Bajpai Vijeta, Patel Tejas K, Dwivedi Priyanka, Bajpai Amrita, Gupta Astha, Gangwar Pradeepika, Singh Yashpal, Agarwal Richa, Kishore Surekha
All India Institute of Medical Sciences, Department of Anaesthesiology, Gorakhpur, India.
All India Institute of Medical Sciences, Department of Pharmacology, Gorakhpur, India.
Braz J Anesthesiol. 2023 Sep-Oct;73(5):665-675. doi: 10.1016/j.bjane.2022.07.005. Epub 2022 Jul 30.
This meta-analysis aimed to compare the efficacy and safety of dexmedetomidine and clonidine as an adjuvant to local anesthetics in BPBs.
Two investigators independently searched databases to identify all RCTs comparing the efficacy and/or safety of dexmedetomidine and clonidine as an adjuvant to local anesthetics in BPBs. All outcomes were pooled using the inverse variance method with a random-effect model. An I test was used to assess heterogeneity. The source of heterogeneity was explored through meta-regression. The quality of the evidence was assessed using the GRADE approach.

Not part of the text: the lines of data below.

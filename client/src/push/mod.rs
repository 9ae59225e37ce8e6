//! Push updates.
//!
//! The transport carrying topic messages (STOMP over WebSocket in
//! production) is external. It hands envelopes to the [`TopicRegistry`],
//! whose subscribers are forwarded into the [`PushBridge`] that reconciles
//! them with the order store.

mod bridge;
mod registry;

pub use bridge::{BridgeHandle, BridgeMessage, PushBridge};
pub use registry::{EventReceiver, Subscription, SubscriptionId, TopicRegistry};

use comanda_engine::PushEvent;
use serde::{Deserialize, Serialize};

/// A push event together with the topic it was published on.
#[derive(Debug, Clone, PartialEq, Eq, Serialize, Deserialize)]
pub struct TopicMessage {
    pub topic: String,
    pub event: PushEvent,
}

Out of 123 full texts assessed, 24 studies (1448 patients) were included in the analysis. As compared to clonidine, dexmedetomidine groups showed significantly longer sensory block duration (MD = 173.31; 95% CI 138.02‒208.59; I = 99%; GRADE approach evidence: high); motor block duration (MD = 158.35; 95% CI 131.55‒185.16; I = 98%; GRADE approach evidence: high), duration of analgesia (MD = 203.92; 95% CI 169.25‒238.58; I = 99%; GRADE approach evidence- high), and provided higher grade quality of block (RR = 1.97; 95% CI 1.60‒2.41; I = 0%; GRADE approach evidence: moderate). The block positioning technique (regression coefficient: 51.45, p = 0.005) was observed as a significant predictor of the heterogeneity in the case of sensory block duration. No significant difference was observed for the risk of hypotension (RR = 2.59; 95% CI 0.63‒10.66; I = %).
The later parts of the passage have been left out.